Il Parlamento, però, ne ha fatto una questione di principio, facendo anche le veci della Commissione, e tenterà nei prossimi mesi di rendere vincolante quel vago accenno all’importanza di legare le risorse del bilancio al rispetto dello stato di diritto e degli altri valori europei presente nelle conclusioni.
Di fronte alla commissione bilanci, anche Roth ha riconosciuto che nella parte relativa alla condizionalità sullo stato di diritto il testo delle conclusioni presenta “formulazioni opinabili”. Non nasconde che sarà complesso riuscire a trovare un compromesso tra le squadre negoziali, ma allo stesso tempo si è mostrato consapevole del fatto che il tema rappresenta per il Parlamento una priorità e come tale andrà riconsiderata per scongiurare l’eventualità di un veto. Si dice fiducioso che un accordo si troverà anche se sottolinea, “non voglio che si arrivi a far passare il messaggio che o ci sono i soldi del fondo di ripresa o c’è la tutela dello stato di diritto”. Le premesse per un compromesso con il Parlamento per il momento non sono delle migliori.
Mentre si intensificano i colloqui tra Parlamento europeo e presidenza del Consiglio UE, secondo Politico il parlamento ungherese è deciso a bocciare l’accordo sulle risorse proprie per “tenere in ostaggio” il fondo di ripresa e costringere gli Stati europei a limitare la condizionalità dello stato di diritto.
Un fatto certo è che in mancanza di un accordo sul quadro finanziario o con l’eventuale bocciatura del budget pluriennale da parte degli eurodeputati (che possono bocciare o approvare la proposta di bilancio in blocco, senza possibilità di emendarla) l’Unione europea andrebbe a iniziare il 2021 in esercizio provvisorio di bilancio. Ipotesi da scongiurare vista l’emergenza sanitaria ed economica innescata dal Coronavirus, rischiando così di rallentare lo sblocco delle risorse destinate alla ripresa e l’applicazione dei vari programmi europei.

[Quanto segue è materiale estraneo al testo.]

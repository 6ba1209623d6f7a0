//! Backend API adapters.

mod http_registration_backend;

pub use http_registration_backend::{HttpRegistrationBackend, classify_error};
//! Handler for share-link synthesis.

use axum::{
    Json,
    extract::{Query, State},
};
use tracing::debug;
use validator::Validate;

use crate::api::dto::share_link::ShareLinkResponse;
use crate::domain::entities::ShareLinkData;
use crate::error::AppError;
use crate::state::AppState;

/// Builds the share link for a username/title pair.
///
/// # Endpoint
///
/// `GET /api/share-link?username={username}&title={title}`
///
/// # Response
///
/// ```json
/// { "link": "www.vastdime.com/editor?username=alice&title=My Prog" }
/// ```
///
/// # Errors
///
/// Returns 400 Bad Request if either parameter is missing or empty.
pub async fn share_link_handler(
    State(state): State<AppState>,
    Query(data): Query<ShareLinkData>,
) -> Result<Json<ShareLinkResponse>, AppError> {
    data.validate()?;

    let link = data.link(&state.share_host);
    debug!(username = %data.username, "Share link built");

    Ok(Json(ShareLinkResponse { link }))
}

Ritardare lo sblocco delle risorse significa mettere in difficoltà i Paesi più gravati economicamente dalla crisi sanitaria. L’Italia, tra tutti, è il maggior beneficiario dei contributi europei e tra quelli che più risentirebbe di un ulteriore ritardo nei finanziamenti da parte dell’UE: se l’accordo dovesse farsi, al Paese potrebbero arrivare fino a 209 miliardi di euro, di cui circa 80 miliardi in sovvenzioni e 127,4 miliardi in prestiti. Il tutto al netto del fatto che il Paese dovrà presentare entro metà ottobre una prima bozza di piano nazionale di ripresa per informare Bruxelles di come intende spendere i fondi europei e su quali saranno le priorità di investimento.
Tuttavia, più di altre volte il Parlamento europeo si è mostrato compatto e sicuro di non voler retrocedere e rinunciare al suo potere di controllo sul bilancio. I negoziati si preannunciano difficili. Questa volta, hanno avvertito da Strasburgo, la possibilità di un veto è concreta.